[Saved data entries]
|---|
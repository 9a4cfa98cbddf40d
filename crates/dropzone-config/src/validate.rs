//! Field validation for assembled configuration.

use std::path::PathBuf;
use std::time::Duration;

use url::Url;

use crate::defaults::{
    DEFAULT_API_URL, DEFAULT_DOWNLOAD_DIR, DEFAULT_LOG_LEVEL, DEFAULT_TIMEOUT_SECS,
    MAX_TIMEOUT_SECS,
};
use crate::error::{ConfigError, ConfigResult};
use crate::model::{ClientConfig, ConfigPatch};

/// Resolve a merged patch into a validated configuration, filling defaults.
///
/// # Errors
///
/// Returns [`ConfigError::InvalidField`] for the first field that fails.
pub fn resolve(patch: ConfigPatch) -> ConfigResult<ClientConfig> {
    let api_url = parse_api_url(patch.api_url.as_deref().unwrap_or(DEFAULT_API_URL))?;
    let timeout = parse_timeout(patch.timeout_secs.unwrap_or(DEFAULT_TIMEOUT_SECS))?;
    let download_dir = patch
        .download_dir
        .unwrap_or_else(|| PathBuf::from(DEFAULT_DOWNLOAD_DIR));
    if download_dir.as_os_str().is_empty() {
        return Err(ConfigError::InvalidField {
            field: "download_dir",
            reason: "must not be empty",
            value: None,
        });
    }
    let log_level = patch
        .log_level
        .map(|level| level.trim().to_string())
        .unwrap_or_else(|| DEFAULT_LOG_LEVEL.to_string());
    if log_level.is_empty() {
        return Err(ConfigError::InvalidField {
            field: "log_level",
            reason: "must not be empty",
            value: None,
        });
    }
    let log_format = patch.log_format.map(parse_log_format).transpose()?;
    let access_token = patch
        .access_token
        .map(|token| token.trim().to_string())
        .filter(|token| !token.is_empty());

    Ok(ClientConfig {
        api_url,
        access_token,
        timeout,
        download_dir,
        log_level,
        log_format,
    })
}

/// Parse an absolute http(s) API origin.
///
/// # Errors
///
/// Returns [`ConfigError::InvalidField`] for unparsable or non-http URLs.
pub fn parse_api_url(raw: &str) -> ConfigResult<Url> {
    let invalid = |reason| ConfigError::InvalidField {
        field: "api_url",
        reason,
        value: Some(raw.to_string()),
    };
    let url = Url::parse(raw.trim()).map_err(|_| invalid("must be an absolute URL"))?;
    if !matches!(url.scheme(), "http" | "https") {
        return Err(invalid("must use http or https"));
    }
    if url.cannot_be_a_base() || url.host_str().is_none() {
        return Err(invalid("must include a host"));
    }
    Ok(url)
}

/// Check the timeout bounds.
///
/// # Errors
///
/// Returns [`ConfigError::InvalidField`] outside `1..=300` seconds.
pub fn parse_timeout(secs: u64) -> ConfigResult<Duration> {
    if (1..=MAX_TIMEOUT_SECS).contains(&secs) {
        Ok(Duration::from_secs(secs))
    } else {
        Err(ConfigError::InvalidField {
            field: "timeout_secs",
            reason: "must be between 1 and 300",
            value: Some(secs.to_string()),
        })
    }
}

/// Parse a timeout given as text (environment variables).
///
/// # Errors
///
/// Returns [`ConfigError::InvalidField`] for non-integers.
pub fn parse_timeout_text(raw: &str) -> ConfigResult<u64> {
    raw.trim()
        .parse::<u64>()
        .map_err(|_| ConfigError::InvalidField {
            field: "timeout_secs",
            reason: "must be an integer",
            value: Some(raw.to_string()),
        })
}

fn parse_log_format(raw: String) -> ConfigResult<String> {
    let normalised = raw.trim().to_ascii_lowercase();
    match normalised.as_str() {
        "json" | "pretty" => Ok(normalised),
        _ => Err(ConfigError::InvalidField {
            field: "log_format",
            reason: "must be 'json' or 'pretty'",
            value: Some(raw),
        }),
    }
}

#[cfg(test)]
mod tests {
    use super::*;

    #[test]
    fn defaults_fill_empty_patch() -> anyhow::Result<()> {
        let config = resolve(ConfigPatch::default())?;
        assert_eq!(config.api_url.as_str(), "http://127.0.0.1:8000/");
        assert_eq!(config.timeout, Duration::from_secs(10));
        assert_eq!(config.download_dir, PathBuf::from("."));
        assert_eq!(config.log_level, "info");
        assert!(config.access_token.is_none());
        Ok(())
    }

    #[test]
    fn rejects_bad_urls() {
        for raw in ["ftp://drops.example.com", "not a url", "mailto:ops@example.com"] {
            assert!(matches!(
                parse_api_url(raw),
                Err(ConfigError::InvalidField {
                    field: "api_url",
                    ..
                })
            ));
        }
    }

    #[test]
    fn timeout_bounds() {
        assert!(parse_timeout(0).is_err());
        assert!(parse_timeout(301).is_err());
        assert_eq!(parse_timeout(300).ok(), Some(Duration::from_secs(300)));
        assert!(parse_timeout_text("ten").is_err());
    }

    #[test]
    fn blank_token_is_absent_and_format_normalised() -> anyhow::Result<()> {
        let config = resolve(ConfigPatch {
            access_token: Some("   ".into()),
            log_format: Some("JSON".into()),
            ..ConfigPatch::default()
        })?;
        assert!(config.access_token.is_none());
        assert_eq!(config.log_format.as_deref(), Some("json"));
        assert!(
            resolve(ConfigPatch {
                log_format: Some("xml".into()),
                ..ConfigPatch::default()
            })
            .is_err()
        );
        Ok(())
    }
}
|---|
Your assignment :: Each line of the entries that holds "configuration" should be counted, and only the total given.

Exercise answer :: 2